Two years after launching the most technologically savvy presidential campaign in history, Obama officials ran smack into the constraints of the federal bureaucracy yesterday, encountering a jumble of disconnected phone lines, old computer software, and security regulations forbidding outside e-mail accounts.”
“What does that mean in 21st-century terms? No Facebook to communicate with supporters. No outside e-mail log-ins. No instant messaging. Hard adjustments for a staff that helped sweep Obama to power through, among other things, relentless online social networking.” -Washington Post
Some say that whoever has been responsible for information technology in the White House itself should be fired — but then perhaps the change of Administration just took care of that 🙂
Overall, this situation is familiar to anyone who has worked in what I call “Big-G IT” or the information technology of a federal government agency. I’ve argued about its challenges and sub-optimality before: see my previous pieces on “Roadmap for Innovation: From the Center to the Edge,” and more specifically “Puncturing Circles of Bureaucracy.” In that latter piece back in March of 2008, I wrote about the “the defensive perimeters of overwhelming bureaucratic torpor,” and the frustrating reality within much of Big Government: “Federal employees have an entire complex of bizarrely-incented practices and career motivations, which make progress on technology innovation very difficult, not to mention general business-practice transformation as a whole.”

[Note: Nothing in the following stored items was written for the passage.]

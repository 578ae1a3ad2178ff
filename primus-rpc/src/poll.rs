//! Polling a task until it settles.
//!
//! ```text
//!   fetch ──▶ Settled ──▶ verify records ──▶ Ok(results)
//!     │
//!     ├─────▶ Failed  ──▶ Err(TaskFailed)
//!     │
//!     └─────▶ Pending ──▶ deadline passed? ──yes──▶ Err(Timeout)
//!                              │ no
//!                              └── sleep(interval) ──▶ fetch
//! ```

use primus_types::{TaskResult, TaskStatus, VerifyAndPollParams};
use std::future::Future;
use tokio::time::Instant;
use tracing::{debug, info};

use crate::error::{Result, RpcError};
use crate::messages::TaskResultResponse;

/// Fetch the task state every `params.interval()` until it is terminal or
/// `params.timeout()` has elapsed.
pub async fn poll_until_settled<F, Fut>(
    params: &VerifyAndPollParams,
    mut fetch: F,
) -> Result<Vec<TaskResult>>
where
    F: FnMut() -> Fut,
    Fut: Future<Output = Result<TaskResultResponse>>,
{
    if params.interval_ms == 0 {
        return Err(RpcError::InvalidRequest(
            "poll interval must be greater than zero".to_string(),
        ));
    }

    let deadline = Instant::now() + params.timeout();
    let mut attempts: u32 = 0;

    loop {
        attempts += 1;
        let response = fetch().await?;
        debug!(
            task_id = %params.task_id,
            attempt = attempts,
            status = ?response.status,
            "Polled task status"
        );

        match response.status {
            TaskStatus::Settled => {
                verify_results(&params.task_id, &response.results)?;
                info!(
                    task_id = %params.task_id,
                    attempts = attempts,
                    results = response.results.len(),
                    "Task settled"
                );
                return Ok(response.results);
            }
            TaskStatus::Failed { reason } => {
                return Err(RpcError::TaskFailed {
                    task_id: params.task_id.clone(),
                    reason,
                });
            }
            TaskStatus::Pending => {}
        }

        let now = Instant::now();
        if now >= deadline {
            return Err(RpcError::Timeout(format!(
                "task {} not settled within {} ms ({} polls)",
                params.task_id, params.timeout_ms, attempts
            )));
        }
        tokio::time::sleep(params.interval().min(deadline - now)).await;
    }
}

/// A settled task must carry at least one record, all for the polled task
fn verify_results(task_id: &str, results: &[TaskResult]) -> Result<()> {
    if results.is_empty() {
        return Err(RpcError::InvalidResponse(format!(
            "task {} settled without attestation records",
            task_id
        )));
    }
    if let Some(stray) = results.iter().find(|r| r.task_id != task_id) {
        return Err(RpcError::InvalidResponse(format!(
            "record for task {} returned while polling {}",
            stray.task_id, task_id
        )));
    }
    Ok(())
}

#[cfg(test)]
mod tests {
    use super::*;
    use primus_types::AttestationRecord;
    use std::sync::atomic::{AtomicU32, Ordering};
    use std::time::Duration;

    fn record(task_id: &str) -> TaskResult {
        TaskResult {
            task_id: task_id.to_string(),
            attestor: "0xattestor".to_string(),
            attestation: AttestationRecord {
                data: "{}".to_string(),
                recipient: None,
                timestamp: None,
            },
        }
    }

    fn settled(task_id: &str) -> TaskResultResponse {
        TaskResultResponse {
            status: TaskStatus::Settled,
            results: vec![record(task_id)],
        }
    }

    #[tokio::test(start_paused = true)]
    async fn test_settles_after_pending_polls() {
        let params = VerifyAndPollParams::new("t1", "0xr")
            .with_interval_ms(100)
            .with_timeout_ms(10_000);
        let calls = AtomicU32::new(0);
        let start = Instant::now();

        let results = poll_until_settled(&params, || {
            let n = calls.fetch_add(1, Ordering::SeqCst);
            async move {
                if n < 3 {
                    Ok(TaskResultResponse::pending())
                } else {
                    Ok(settled("t1"))
                }
            }
        })
        .await
        .unwrap();

        assert_eq!(results.len(), 1);
        assert_eq!(calls.load(Ordering::SeqCst), 4);
        let elapsed = start.elapsed();
        assert!(elapsed >= Duration::from_millis(300) && elapsed < Duration::from_millis(400));
    }

    #[tokio::test(start_paused = true)]
    async fn test_times_out() {
        let params = VerifyAndPollParams::new("t1", "0xr")
            .with_interval_ms(400)
            .with_timeout_ms(1_000);
        let calls = AtomicU32::new(0);

        let err = poll_until_settled(&params, || {
            calls.fetch_add(1, Ordering::SeqCst);
            async { Ok(TaskResultResponse::pending()) }
        })
        .await
        .unwrap_err();

        assert!(matches!(err, RpcError::Timeout(_)));
        // t = 0, 400, 800, 1000
        assert_eq!(calls.load(Ordering::SeqCst), 4);
    }

    #[tokio::test]
    async fn test_failed_task() {
        let params = VerifyAndPollParams::new("t1", "0xr");
        let err = poll_until_settled(&params, || async {
            Ok(TaskResultResponse {
                status: TaskStatus::Failed {
                    reason: "report rejected".to_string(),
                },
                results: vec![],
            })
        })
        .await
        .unwrap_err();

        match err {
            RpcError::TaskFailed { task_id, reason } => {
                assert_eq!(task_id, "t1");
                assert_eq!(reason, "report rejected");
            }
            other => panic!("unexpected error: {other}"),
        }
    }

    #[tokio::test]
    async fn test_rejects_foreign_records() {
        let params = VerifyAndPollParams::new("t1", "0xr");
        let err = poll_until_settled(&params, || async { Ok(settled("t2")) })
            .await
            .unwrap_err();
        assert!(matches!(err, RpcError::InvalidResponse(_)));
    }

    #[tokio::test]
    async fn test_rejects_empty_settlement() {
        let params = VerifyAndPollParams::new("t1", "0xr");
        let err = poll_until_settled(&params, || async {
            Ok(TaskResultResponse {
                status: TaskStatus::Settled,
                results: vec![],
            })
        })
        .await
        .unwrap_err();
        assert!(matches!(err, RpcError::InvalidResponse(_)));
    }

    #[tokio::test]
    async fn test_zero_interval_rejected() {
        let params = VerifyAndPollParams::new("t1", "0xr").with_interval_ms(0);
        let err = poll_until_settled(&params, || async { Ok(settled("t1")) })
            .await
            .unwrap_err();
        assert!(matches!(err, RpcError::InvalidRequest(_)));
    }
}
//! Task types exchanged between the client and the attestation network.
//!
//! A task moves through three calls, each consuming the previous output:
//!
//! ```text
//! SubmitTaskParams ──submit──▶ SubmitTaskResult
//!                                   │
//!                 AttestParams ◀────┘ (flattened into the attest request)
//!                      │
//!                      └──attest──▶ Vec<AttestResult>
//!                                         │ first (task_id, report_tx_hash)
//!                 VerifyAndPollParams ◀───┘
//!                      │
//!                      └──poll────▶ Vec<TaskResult>
//! ```
//!
//! ## Module Organization
//!
//! - `submit` - task submission request and descriptor
//! - `attestation` - attest request and per-attestor results
//! - `result` - polling parameters, task status and final records

mod attestation;
mod result;
mod submit;

// Re-export all types
pub use attestation::{AttestParams, AttestResult, ExtendedParams, JsonResponseFlag};
pub use result::{
    AttestationRecord, TaskResult, TaskStatus, VerifyAndPollParams, DEFAULT_POLL_INTERVAL_MS,
    DEFAULT_POLL_TIMEOUT_MS,
};
pub use submit::{SubmitTaskParams, SubmitTaskResult};
pub mod chains;
pub mod config;
pub mod key;
pub mod run;
pub mod withdraw;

Here’s the truly frustrating, mind-bending part: it isn’t always true! Other elements of the White House have cutting-edge, world-class technologies operating day in, day out.
Deep in the White House, the Situation Room is replete with bleeding-edge communications capabilities. And the traveling presidential bubble is a secure and powerful web of instantaneous connectivity.
In fact, right in the Oval Office, it’s no secret that the President has instant-on access to a world-class Desktop Video Teleconferencing “face-phone” (DVTC) tied in securely to the world-wide Top Secret JWICS network. My old outfit (DIA) ran the network and provided the system to the White House as well – and I had the same system in my office.
President Bush routinely used his DVTC to call his Ambassador in Baghdad and senior U.S. military commanders in Iraq – with a quality of service that is astonishing (no drops, high frame rate) – you’d be pleasantly surprised and more than happy to have the same QoS in your place of work.
All this supports an argument I’ve made so often that I should trademark the phrase: the federal government is “Way Ahead and Far Behind” in technology.
From DARPA, which so often puts the edge in “cutting-edge,” to the Intelligence Community’s pockets of blazing invention and speedy deployment, to far-flung military early-adopters on the front lines, there are shining examples of invention and outside-the-box thinking within the federal government. In their specialized uses of high tech they are way ahead of the rest of the world – even Silicon Valley – and it is a shame that in large part their advances are highly classified, of necessity, because the real innovators within government rarely get their due.
And yet, right alongside, there is the mostly lumbering ox of bureaucracy, where federal workers as a whole are left far behind in access to the simplest tools of modern “knowledge work.” Outfits like GovLoop, “the premier social network connecting the government community,” are evangelizing Enterprise 2.0 practices and technologies aggressively and virally across agencies. Visionary CIOs like GSA’s Casey Coleman are implementing day after day. But for the most part such efforts are blocked in agencies and departments by short-sighted and clueless leaders who must think “2.0” has something to do with doubling their budget.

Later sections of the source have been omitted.